• **REQUIRED WORK**:
Starting at the top of the entries, restate word for word each line up to and including the one with "-> Result<(SubscriberId, Fingerprint)>".

----- RECORDED DATA

impl SubscriptionRegistry {
    pub fn new(
        transport: Arc<dyn Transport>,
        cache: Option<Arc<dyn CacheStore>>,
        executor: Arc<dyn DeliveryExecutor>,
    ) -> Self {
        Self {
            state: RwLock::new(RegistryState::default()),
            next_id: AtomicU64::new(1),
            transport,
            cache,
            executor,
        }
    }

    fn next(&self) -> u64 {
        self.next_id.fetch_add(1, Ordering::SeqCst)
    }

    /// Attach a logical subscriber to the manager for `target`, creating
    /// the manager (and the wire subscription) when none exists.
    pub(crate) fn subscribe(
        self: &Arc<Self>,
        target: SubscriptionTarget,
        sink: EventSink,
    ) -> Result<(SubscriberId, Fingerprint)> {
        target.validate()?;

        let fingerprint = target.fingerprint();
        let subscriber = Subscriber {
            id: SubscriberId(self.next()),
            sink,
        };
        let subscriber_id = subscriber.id;

        let mut state = self.state.write();

        let existing = state
            .by_fingerprint
            .get(&fingerprint)
            .and_then(|id| state.managers.get(id).map(|m| (*id, Arc::clone(m))));

        if let Some((subscription, manager)) = existing {
            state.subscribers.insert(subscriber_id, subscription);
            let outbox = manager.lock().register_subscriber(subscriber);
            drop(state);

            debug!(fingerprint = %fingerprint, subscription = %subscription, "joined existing subscription");
            self.flush(outbox);
            return Ok((subscriber_id, fingerprint));
        }

        let subscription = SubscriptionId(self.next());
        let request = RequestId(self.next());
        let manager = SubscriptionManager::new(
            subscription,
            target.clone(),
            subscriber,
            self.cache.clone(),
        );

        state
            .by_fingerprint
            .insert(fingerprint.clone(), subscription);
        state
            .managers
            .insert(subscription, Arc::new(Mutex::new(manager)));
        state.subscribers.insert(subscriber_id, subscription);
        state
            .pending
            .insert(request, PendingRequest::Subscribe(subscription));
        drop(state);

        info!(fingerprint = %fingerprint, subscription = %subscription, "subscribing");

        if matches!(target, SubscriptionTarget::Collection(_)) {
            self.load_cached(subscription, &fingerprint);
        }

        self.transport.send(ClientRequest {
            id: request,
            kind: RequestKind::Subscribe {
                subscription,
                target,
            },
        });

        Ok((subscriber_id, fingerprint))
    }

    /// Detach a logical subscriber. The last one out retracts the wire
    /// subscription.
    pub(crate) fn unsubscribe(&self, subscriber: SubscriberId) -> Result<()> {
        let mut state = self.state.write();

        let subscription = state
            .subscribers
            .remove(&subscriber)
            .ok_or(SyncError::SubscriptionNotFound(subscriber))?;

        let Some(manager) = state.managers.get(&subscription).cloned() else {
            return Ok(());
        };

        let mut guard = manager.lock();
        if guard.detach_subscriber(subscriber) != Detached::Last {
            return Ok(());
        }

        // Later subscribers with this fingerprint get a fresh manager
        if state.by_fingerprint.get(guard.fingerprint()) == Some(&subscription) {
            state.by_fingerprint.remove(guard.fingerprint());
        }
        drop(guard);

        let request = RequestId(self.next());
        state
            .pending
            .insert(request, PendingRequest::Unsubscribe(subscription));
        drop(state);

        self.transport.send(ClientRequest {
            id: request,
            kind: RequestKind::Unsubscribe { subscription },
        });
        Ok(())
    }

    /// Send a message to a channel. `completion` runs on the delivery
    /// executor once the server acknowledges or rejects it.
    pub(crate) fn publish(
        &self,
        channel: String,
        body: DocumentBody,
        completion: PublishCompletion,
    ) -> Result<()> {
        ChannelId::Name(channel.clone()).validate()?;

        let request = RequestId(self.next());
        self.state
            .write()
            .pending
            .insert(request, PendingRequest::Publish(Mutex::new(completion)));

        debug!(channel = %channel, request = ?request, "publishing");
        self.transport.send(ClientRequest {
            id: request,
            kind: RequestKind::Publish { channel, body },
        });
        Ok(())
    }

    /// Route one decoded server event.
    pub(crate) fn handle_event(&self, event: ServerEvent) {
        match event {
            ServerEvent::Batch {
                subscription,
                batch,
            } => self.on_batch(subscription, batch),
            ServerEvent::ChannelMessage {
                subscription,
                message,
            } => self.on_channel_message(subscription, message),
            ServerEvent::Acknowledged(request) => self.on_acknowledged(request),
            ServerEvent::Failed { request, error } => self.on_request_failed(request, error),
            ServerEvent::SubscriptionCancelled { subscription } => self.fail_manager(
                subscription,
                SyncError::PermissionDenied("subscription cancelled by server".into()),
            ),
            ServerEvent::ConnectionTerminated => self.on_connection_terminated(),
        }
    }

    /// Number of logical subscribers sharing the subscription for `fingerprint`.
    pub fn subscriber_count(&self, fingerprint: &Fingerprint) -> usize {
        self.manager_for(fingerprint)
            .map(|m| m.lock().subscriber_count())
            .unwrap_or(0)
    }

    /// State of the subscription currently serving `fingerprint`.
    pub fn manager_state(&self, fingerprint: &Fingerprint) -> Option<SubscriptionState> {
        self.manager_for(fingerprint).map(|m| m.lock().state())
    }

    /// Last known dataset for `fingerprint`.
    pub fn document_set(&self, fingerprint: &Fingerprint) -> Option<Vec<Document>> {
        self.manager_for(fingerprint)
            .and_then(|m| m.lock().documents())
    }

    /// Number of wire-level subscriptions the registry still tracks.
    pub fn active_subscriptions(&self) -> usize {
        self.state.read().managers.len()
    }

    fn manager_for(&self, fingerprint: &Fingerprint) -> Option<SharedManager> {
        let state = self.state.read();
        state
            .by_fingerprint
            .get(fingerprint)
            .and_then(|id| state.managers.get(id))
            .cloned()
    }

    fn manager(&self, subscription: SubscriptionId) -> Option<SharedManager> {
        self.state.read().managers.get(&subscription).cloned()
    }

    fn load_cached(self: &Arc<Self>, subscription: SubscriptionId, fingerprint: &Fingerprint) {
        let Some(cache) = &self.cache else {
            return;
        };

        let registry = Arc::downgrade(self);
        cache.load(
            fingerprint,
            Box::new(move |cached| {
                let Some(documents) = cached else {
                    return;
                };
                // The client may be gone by the time the cache answers
                let Some(registry) = registry.upgrade() else {
                    return;
                };
                registry.apply_cached(subscription, documents);
            }),
        );
    }

    fn apply_cached(&self, subscription: SubscriptionId, documents: Vec<Document>) {
        let Some(manager) = self.manager(subscription) else {
            return;
        };
        debug!(subscription = %subscription, documents = documents.len(), "applying cached dataset");
        let outbox = manager.lock().apply_cached(documents);
        self.flush(outbox);
    }

    fn on_batch(&self, subscription: SubscriptionId, batch: Batch) {
        let Some(manager) = self.manager(subscription) else {
            debug!(subscription = %subscription, "batch for unknown subscription");
            return;
        };
        let outbox = manager.lock().on_batch(batch);
        self.flush(outbox);
    }

    fn on_channel_message(&self, subscription: SubscriptionId, message: ChannelMessage) {
        let Some(manager) = self.manager(subscription) else {
            debug!(subscription = %subscription, "message for unknown subscription");
            return;
        };
        let outbox = manager.lock().on_channel_message(message);
        self.flush(outbox);
    }

    fn on_acknowledged(&self, request: RequestId) {
        let mut state = self.state.write();
        let pending = state.pending.remove(&request);
        match pending {
            Some(PendingRequest::Subscribe(subscription)) => {
                if let Some(manager) = state.managers.get(&subscription) {
                    manager.lock().on_acknowledged();
                }
            }
            Some(PendingRequest::Unsubscribe(subscription)) => {
                if let Some(manager) = state.managers.remove(&subscription) {
                    manager.lock().on_unsubscribed();
                }
            }
            Some(PendingRequest::Publish(completion)) => {
                drop(state);
                debug!(request = ?request, "publish acknowledged");
                self.complete_publish(completion, Ok(()));
            }
            None => debug!(request = ?request, "acknowledgement for unknown request"),
        }
    }

    fn on_request_failed(&self, request: RequestId, error: SyncError) {
        let pending = self.state.write().pending.remove(&request);
        match pending {
            Some(PendingRequest::Subscribe(subscription)) => self.fail_manager(subscription, error),
            Some(PendingRequest::Unsubscribe(subscription)) => {
                self.retry_unsubscribe(subscription, error)
            }
            Some(PendingRequest::Publish(completion)) => {
                warn!(request = ?request, error = %error, "publish failed");
                self.complete_publish(completion, Err(error));
            }
            None => debug!(request = ?request, error = %error, "failure for unknown request"),
        }
    }

    fn complete_publish(&self, completion: Mutex<PublishCompletion>, result: Result<()>) {
        let completion = completion.into_inner();
        self.executor.execute(Box::new(move || completion(result)));
    }

    fn retry_unsubscribe(&self, subscription: SubscriptionId, error: SyncError) {
        let mut state = self.state.write();
        let Some(manager) = state.managers.get(&subscription).cloned() else {
            return;
        };
        if !manager.lock().should_retry_unsubscribe() {
            return;
        }

        warn!(subscription = %subscription, error = %error, "unsubscribe failed, retrying");
        let request = RequestId(self.next());
        state
            .pending
            .insert(request, PendingRequest::Unsubscribe(subscription));
        drop(state);

        self.transport.send(ClientRequest {
            id: request,
            kind: RequestKind::Unsubscribe { subscription },
        });
    }

    /// Forget a manager entirely and deliver the failure to its subscribers.
    fn fail_manager(&self, subscription: SubscriptionId, error: SyncError) {
        let manager = {
            let mut state = self.state.write();
            let Some(manager) = state.managers.remove(&subscription) else {
                return;
            };
            state.by_fingerprint.retain(|_, id| *id != subscription);
            state.subscribers.retain(|_, id| *id != subscription);
            state.pending.retain(|_, pending| match pending {
                PendingRequest::Subscribe(id) | PendingRequest::Unsubscribe(id) => {
                    *id != subscription
                }
                PendingRequest::Publish(_) => true,
            });
            manager
        };
        let outbox = manager.lock().on_failure(error);
        self.flush(outbox);
    }

    fn on_connection_terminated(&self) {
        let (managers, pending): (Vec<SharedManager>, Vec<PendingRequest>) = {
            let mut state = self.state.write();
            let managers = state.managers.drain().map(|(_, m)| m).collect();
            let pending = state.pending.drain().map(|(_, p)| p).collect();
            state.by_fingerprint.clear();
            state.subscribers.clear();
            (managers, pending)
        };

        warn!(subscriptions = managers.len(), "connection terminated, failing all subscriptions");
        let mut outbox = Outbox::default();
        for manager in managers {
            outbox.append(manager.lock().on_failure(SyncError::ConnectionTerminated));
        }
        self.flush(outbox);

        for request in pending {
            if let PendingRequest::Publish(completion) = request {
                self.complete_publish(completion, Err(SyncError::ConnectionTerminated));
            }
        }
    }

    /// Run deferred callback jobs, then detach subscribers that could not
    /// receive. Must be called with no registry or manager lock held.
    fn flush(&self, outbox: Outbox) {
        if outbox.is_empty() {
            return;
        }
        for job in outbox.jobs {
            self.executor.execute(job);
        }
        self.detach_dead(outbox.dead);
    }

    fn detach_dead(&self, dead: Vec<SubscriberId>) {
        for subscriber in dead {
            debug!(subscriber = subscriber.0, "subscriber unreachable, detaching");
            if let Err(e) = self.unsubscribe(subscriber) {
                debug!(error = %e, "subscriber already detached");
            }
        }
    }
}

----------

• **COMPLETED EXERCISE**:
impl SubscriptionRegistry {
    pub fn new(
        transport: Arc<dyn Transport>,
        cache: Option<Arc<dyn CacheStore>>,
        executor: Arc<dyn DeliveryExecutor>,
    ) -> Self {
        Self {
            state: RwLock::new(RegistryState::default()),
            next_id: AtomicU64::new(1),
            transport,
            cache,
            executor,
        }
    }

    fn next(&self) -> u64 {
        self.next_id.fetch_add(1, Ordering::SeqCst)
    }

    /// Attach a logical subscriber to the manager for `target`, creating
    /// the manager (and the wire subscription) when none exists.
    pub(crate) fn subscribe(
        self: &Arc<Self>,
        target: SubscriptionTarget,
        sink: EventSink,
    ) -> Result<(SubscriberId, Fingerprint)> {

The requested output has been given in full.